The best book I have read on the subject
With all the due respect to the other authors I would say that if one is interested in a good theoretical book whihc is also good on the implementation side then the book of Brigo and Mercurion is definetly the best book I have ever read on the subject.

Anyone interested in implementing the LMM/BGM/MSS model in practice is well advised to read it.

I would just say that this is certainly a must have in the field.

New stuff and nice overview: hard to beat!
In the late nineties I went through Brigo's innovative work on stochastic nonlinear filtering with differential geometry techniques.
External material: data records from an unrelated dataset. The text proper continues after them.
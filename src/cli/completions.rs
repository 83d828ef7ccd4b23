//! Shell completion generation.

use clap::CommandFactory;
use clap_complete::{generate, Shell};
use std::io::{self, Write};

use crate::cli::args::Cli;

/// Print the completion script for `shell` to stdout.
pub fn print(shell: Shell) {
    write_to(shell, &mut io::stdout());
}

/// Write the completion script for `shell` into `out`.
pub fn write_to(shell: Shell, out: &mut dyn Write) {
    let mut cmd = Cli::command();
    let command_name = cmd.get_name().to_string();
    generate(shell, &mut cmd, command_name, out);
}

#[cfg(test)]
mod tests {
    use super::*;

    #[test]
    fn bash_script_names_subcommands() {
        let mut buf = Vec::new();
        write_to(Shell::Bash, &mut buf);
        let script = String::from_utf8(buf).unwrap();

        assert!(script.contains("precis"));
        assert!(script.contains("summarize"));
        assert!(script.contains("share"));
    }
}
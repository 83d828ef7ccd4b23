//! Repository pattern wrapper for database operations
//!
//! Provides a cloneable, async-friendly handle over a single SQLite
//! connection for the HTTP server and CLI.

use anyhow::Result;
use serde::Serialize;
use std::sync::Arc;
use tokio::sync::Mutex;

use crate::config::Settings;
use crate::storage::{Database, ShareRecord, ShareTotals, Summary, SummaryEdit, SummaryListItem};

/// Default page size for history listings
pub const DEFAULT_PAGE_LIMIT: usize = 10;

/// Pagination metadata for a listing
#[derive(Debug, Clone, Copy, PartialEq, Eq, Serialize)]
pub struct Pagination {
    pub page: usize,
    pub limit: usize,
    pub total: usize,
    pub pages: usize,
}

impl Pagination {
    /// Compute page metadata; zero page or limit fall back to defaults
    pub fn new(page: usize, limit: usize, total: usize) -> Self {
        let page = if page == 0 { 1 } else { page };
        let limit = if limit == 0 { DEFAULT_PAGE_LIMIT } else { limit };
        Self {
            page,
            limit,
            total,
            pages: total.div_ceil(limit),
        }
    }

    pub fn offset(&self) -> usize {
        (self.page - 1).saturating_mul(self.limit)
    }
}

/// One page of history rows
#[derive(Debug, Clone, Serialize)]
pub struct SummaryPage {
    pub items: Vec<SummaryListItem>,
    pub pagination: Pagination,
}

/// Repository for managing summaries and their share history
#[derive(Clone)]
pub struct Repository {
    db: Arc<Mutex<Database>>,
}

impl Repository {
    /// Open the configured database
    pub fn new(settings: &Settings) -> Result<Self> {
        Ok(Self::from_database(Database::open(settings)?))
    }

    /// Wrap an already-open database
    pub fn from_database(db: Database) -> Self {
        Self {
            db: Arc::new(Mutex::new(db)),
        }
    }

    /// Persist a freshly generated summary
    pub async fn create_summary(&self, summary: Summary) -> Result<Summary> {
        self.db.lock().await.insert_summary(&summary)?;
        Ok(summary)
    }

    /// Get a summary by ID
    pub async fn get_summary(&self, id: &str) -> Result<Option<Summary>> {
        self.db.lock().await.get_summary(id)
    }

    /// Resolve a full or abbreviated ID
    pub async fn find_by_prefix(&self, prefix: &str) -> Result<Option<Summary>> {
        self.db.lock().await.find_summary_by_prefix(prefix)
    }

    /// Store a user edit
    pub async fn edit_summary(&self, id: &str, edit: SummaryEdit) -> Result<Option<Summary>> {
        self.db.lock().await.apply_edit(id, edit)
    }

    /// Delete a summary; `false` if it did not exist
    pub async fn delete_summary(&self, id: &str) -> Result<bool> {
        self.db.lock().await.delete_summary(id)
    }

    /// List a page of summaries, most recently updated first
    pub async fn list_page(&self, page: usize, limit: usize) -> Result<SummaryPage> {
        let db = self.db.lock().await;
        let total = db.count_summaries()?;
        let pagination = Pagination::new(page, limit, total);
        let items = db.list_summaries(pagination.offset(), pagination.limit)?;

        Ok(SummaryPage { items, pagination })
    }

    /// Record deliveries of a summary
    pub async fn record_shares(&self, id: &str, emails: &[String]) -> Result<Vec<ShareRecord>> {
        self.db.lock().await.record_shares(id, emails)
    }

    /// Aggregate sharing statistics
    pub async fn share_totals(&self) -> Result<ShareTotals> {
        self.db.lock().await.share_totals()
    }
}
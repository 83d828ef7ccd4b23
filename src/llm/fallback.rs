//! Local extractive summarizer used when the provider call fails.
//!
//! Everything here is pure and deterministic: no I/O, no clock, no
//! randomness. Output for identical inputs is byte-identical.

use std::collections::HashMap;

/// Sentences at or below this many characters (after trimming) are dropped.
const MIN_SENTENCE_CHARS: usize = 10;

/// Tokens at or below this many characters are never key phrases.
const MIN_PHRASE_CHARS: usize = 3;

const MAX_KEY_PHRASES: usize = 10;
const MAX_BULLETS: usize = 5;
const MAX_ACTION_ITEMS: usize = 5;
const NARRATIVE_SENTENCES: usize = 3;

const BULLET: &str = "• ";

const STOP_WORDS: &[&str] = &[
    "the", "a", "an", "and", "or", "but", "in", "on", "at", "to", "for", "of", "with", "by", "is",
    "are", "was", "were", "be", "been", "have", "has", "had", "do", "does", "did", "will", "would",
    "could", "should",
];

const ACTION_MARKERS: &[&str] = &["will", "should", "must", "need to"];

/// Shape of the fallback body, picked from the user's instruction.
#[derive(Debug, Clone, Copy, PartialEq, Eq)]
pub enum SummaryMode {
    /// Top key phrases as a bullet list
    Bulleted,
    /// Sentences that read like commitments, under an "Action Items:" heading
    ActionItems,
    /// First few sentences as a paragraph
    Narrative,
}

/// A normalized token and how often it appeared.
#[derive(Debug, Clone, PartialEq, Eq)]
pub struct KeyPhrase {
    pub text: String,
    pub count: usize,
}

/// Pick a rendering mode by keyword search on the instruction.
///
/// "bullet"/"points" wins over "action"; anything else is narrative.
pub fn classify_instruction(instruction: &str) -> SummaryMode {
    let lower = instruction.to_lowercase();

    if lower.contains("bullet") || lower.contains("points") {
        SummaryMode::Bulleted
    } else if lower.contains("action") {
        SummaryMode::ActionItems
    } else {
        SummaryMode::Narrative
    }
}

/// Split text on runs of `.`, `!` and `?`, keeping fragments longer than
/// ten characters once trimmed.
///
/// Fragments are returned untrimmed and in original order, so the
/// whitespace after each terminator carries into the rendered body.
pub fn split_sentences(text: &str) -> Vec<&str> {
    text.split(['.', '!', '?'])
        .filter(|s| s.trim().chars().count() > MIN_SENTENCE_CHARS)
        .collect()
}

/// Most frequent non-trivial words, highest count first.
///
/// Ties keep first-occurrence order: tokens are recorded in the order they
/// are first seen and the sort is stable.
pub fn extract_key_phrases(text: &str) -> Vec<KeyPhrase> {
    let lower = text.to_lowercase();

    let mut order: Vec<&str> = Vec::new();
    let mut counts: HashMap<&str, usize> = HashMap::new();

    for token in lower.split(|c: char| !is_word_char(c)) {
        if token.chars().count() <= MIN_PHRASE_CHARS || STOP_WORDS.contains(&token) {
            continue;
        }

        let count = counts.entry(token).or_insert(0);
        if *count == 0 {
            order.push(token);
        }
        *count += 1;
    }

    let mut phrases: Vec<KeyPhrase> = order
        .into_iter()
        .map(|token| KeyPhrase {
            text: token.to_string(),
            count: counts[token],
        })
        .collect();

    phrases.sort_by(|a, b| b.count.cmp(&a.count));
    phrases.truncate(MAX_KEY_PHRASES);
    phrases
}

/// Build a summary without calling any model.
///
/// Never fails. Empty inputs keep the heading structure without inventing
/// content: no key phrases gives an empty bulleted body, no commitments
/// gives a bare `Action Items:` line, and no qualifying sentences leaves
/// the narrative body as a lone `.`.
pub fn summarize_fallback(transcript: &str, instruction: &str) -> String {
    let mut summary = format!("Summary based on: \"{}\"\n\n", instruction);

    match classify_instruction(instruction) {
        SummaryMode::Bulleted => {
            let phrases = extract_key_phrases(transcript);
            let bullets: Vec<String> = phrases
                .iter()
                .take(MAX_BULLETS)
                .map(|p| format!("{BULLET}{}", p.text))
                .collect();
            summary.push_str(&bullets.join("\n"));
        }
        SummaryMode::ActionItems => {
            summary.push_str("Action Items:");
            for item in split_sentences(transcript)
                .into_iter()
                .filter(|s| is_action_item(s))
                .take(MAX_ACTION_ITEMS)
            {
                summary.push('\n');
                summary.push_str(BULLET);
                summary.push_str(item);
            }
        }
        SummaryMode::Narrative => {
            let sentences = split_sentences(transcript);
            let lead: Vec<&str> = sentences.into_iter().take(NARRATIVE_SENTENCES).collect();
            summary.push_str(&lead.join(". "));
            summary.push('.');
        }
    }

    summary
}

/// ASCII letters, digits and `_`; everything else separates tokens.
fn is_word_char(c: char) -> bool {
    c.is_ascii_alphanumeric() || c == '_'
}

fn is_action_item(sentence: &str) -> bool {
    let lower = sentence.to_lowercase();
    ACTION_MARKERS.iter().any(|marker| lower.contains(marker))
}
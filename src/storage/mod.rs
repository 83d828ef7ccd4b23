//! Storage module for precis
//!
//! Persists summaries and share history in SQLite.

mod database;
mod models;
mod repository;

pub use database::Database;
pub use models::{
    clean_tags, ShareRecord, ShareTotals, Summary, SummaryEdit, SummaryListItem,
};
pub use repository::{Pagination, Repository, SummaryPage, DEFAULT_PAGE_LIMIT};
//! `/api/share` handlers

use axum::extract::rejection::JsonRejection;
use axum::extract::{Path, State};
use axum::http::StatusCode;
use axum::Json;
use chrono::Utc;
use serde::Deserialize;
use serde_json::{json, Value};
use tracing::info;

use crate::mail::{format, is_valid_address, normalize_address, validate_addresses, MailError};
use crate::server::error::ApiError;
use crate::server::routes::summarize::find_summary;
use crate::server::validation::{is_summary_id, Validator};
use crate::server::AppState;
use crate::PrecisError;

#[derive(Debug, Default, Deserialize)]
#[serde(default, rename_all = "camelCase")]
pub struct ShareBody {
    pub summary_id: Option<String>,
    pub recipients: Option<Value>,
}

#[derive(Debug, Default, Deserialize)]
#[serde(default, rename_all = "camelCase")]
pub struct TestEmailBody {
    pub test_email: Option<String>,
}

/// POST /api/share
pub async fn share_summary(
    State(state): State<AppState>,
    payload: Result<Json<ShareBody>, JsonRejection>,
) -> Result<Json<Value>, ApiError> {
    let Json(body) = payload?;

    let summary_id = body.summary_id.unwrap_or_default();
    let recipients: Vec<String> = match &body.recipients {
        Some(Value::Array(items)) => items
            .iter()
            .map(|item| item.as_str().unwrap_or_default().to_string())
            .collect(),
        _ => Vec::new(),
    };

    let mut v = Validator::new();
    v.check(!summary_id.is_empty(), "summaryId", "Summary ID is required");
    v.check(
        summary_id.is_empty() || is_summary_id(&summary_id),
        "summaryId",
        "Invalid summary ID",
    );
    v.check(
        !recipients.is_empty(),
        "recipients",
        "At least one recipient email is required",
    );
    v.finish().map_err(ApiError::validation)?;

    const ACTION: &str = "Failed to share summary";

    let summary = find_summary(&state, &summary_id)
        .await
        .map_err(|e| ApiError::from_error(ACTION, e))?;

    let check = validate_addresses(&recipients);
    if !check.invalid.is_empty() {
        return Err(ApiError::new(
            StatusCode::BAD_REQUEST,
            json!({
                "error": "Invalid email addresses found",
                "invalidEmails": check.invalid,
            }),
        ));
    }

    let mailer = state
        .mailer
        .as_ref()
        .ok_or_else(|| ApiError::from_error(ACTION, MailError::NotConfigured.into()))?;

    info!("Sending summary {} via email to {:?}", summary.id, check.valid);
    let receipt = mailer
        .send_summary(&check.valid, summary.final_summary(), &summary.title)
        .await
        .map_err(|e| ApiError::from_error(ACTION, e.into()))?;

    let records = state
        .repo
        .record_shares(&summary.id, &check.valid)
        .await
        .map_err(|e| ApiError::from_error(ACTION, e.into()))?;

    info!("Summary shared successfully: {}", summary.id);

    let shared_at = records.first().map(|r| r.shared_at).unwrap_or_else(Utc::now);

    Ok(Json(json!({
        "success": true,
        "message": "Summary shared successfully",
        "data": {
            "summaryId": summary.id,
            "recipients": check.valid,
            "sharedAt": shared_at,
            "messageId": receipt.message_id,
        }
    })))
}

/// GET /api/share/history/:summary_id
pub async fn share_history(
    State(state): State<AppState>,
    Path(summary_id): Path<String>,
) -> Result<Json<Value>, ApiError> {
    if !is_summary_id(&summary_id) {
        return Err(ApiError::bad_request("Invalid summary ID format"));
    }

    let summary = find_summary(&state, &summary_id)
        .await
        .map_err(|e| ApiError::from_error("Failed to fetch share history", e))?;

    Ok(Json(json!({
        "success": true,
        "data": {
            "summaryId": summary.id,
            "title": summary.title,
            "isShared": summary.is_shared,
            "shareHistory": summary.shared_with,
            "totalShares": summary.shared_with.len(),
            "uniqueRecipients": summary.unique_recipients(),
        }
    })))
}

/// POST /api/share/test-email
pub async fn test_email(
    State(state): State<AppState>,
    payload: Result<Json<TestEmailBody>, JsonRejection>,
) -> Result<Json<Value>, ApiError> {
    let Json(body) = payload?;
    let recipient = body.test_email.as_deref().map(normalize_address).unwrap_or_default();

    let mut v = Validator::new();
    v.check(
        is_valid_address(&recipient),
        "testEmail",
        "Valid test email is required",
    );
    v.finish().map_err(ApiError::validation)?;

    let verified = match &state.mailer {
        Some(mailer) => mailer.verify().await.map(|_| mailer),
        None => Err(MailError::NotConfigured),
    };
    let mailer = verified.map_err(|e| {
        ApiError::new(
            StatusCode::SERVICE_UNAVAILABLE,
            json!({
                "success": false,
                "error": "Email service connection failed",
                "details": e.to_string(),
            }),
        )
    })?;

    let sent_at = Utc::now();
    let text = format::test_message(&recipient, sent_at);

    let receipt = mailer
        .send_summary(std::slice::from_ref(&recipient), &text, format::TEST_TITLE)
        .await
        .map_err(|e| {
            ApiError::new(
                StatusCode::INTERNAL_SERVER_ERROR,
                json!({
                    "success": false,
                    "error": "Failed to send test email",
                    "message": e.to_string(),
                }),
            )
        })?;

    Ok(Json(json!({
        "success": true,
        "message": "Test email sent successfully",
        "data": {
            "recipient": recipient,
            "messageId": receipt.message_id,
            "sentAt": sent_at,
        }
    })))
}

/// GET /api/share/stats
pub async fn share_stats(State(state): State<AppState>) -> Result<Json<Value>, ApiError> {
    let totals = state
        .repo
        .share_totals()
        .await
        .map_err(|e| ApiError::from_error("Failed to fetch sharing statistics", PrecisError::from(e)))?;

    Ok(Json(json!({
        "success": true,
        "data": {
            "totalSummaries": totals.total_summaries,
            "sharedSummaries": totals.shared_summaries,
            "unsharedSummaries": totals.unshared_summaries(),
            "shareRate": totals.share_rate(),
            "totalShares": totals.total_shares,
            "uniqueRecipients": totals.unique_recipients,
            "averageSharesPerSummary": totals.average_shares_per_summary(),
        }
    })))
}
I was favorably impressed by results and style, particularly in his dissertation and in his 'geometry in present day science' very readable overview. Interesting results are found and nicely told with accurate - but not pointlessly complicated - advanced mathematics for the problems at hand, I reasoned.

I've followed a similar path from control to finance, and having worked with interest rate models, I couldn't help but order this Brigo-Mercurio book. I had high expectations 'cause these two guys are working in a bank on the real thing.

Sure enough I'm not disappointed.

1-factor models are handled with great care, a ton of formulas and recipes are given. I've never seen this kind of analysis of pricing with Gaussian 1-f models. The new upgrade of the CIR model is interesting and accurate. "CIR++" is now my favorite 1-f model. I like the treatment of lognormal 1-f models and the explanation of Monte Carlo and trees -- the flow-chart for Bermudan swaptions is crystal clear! Plots of market implied structures and volatility calibration are useful additions.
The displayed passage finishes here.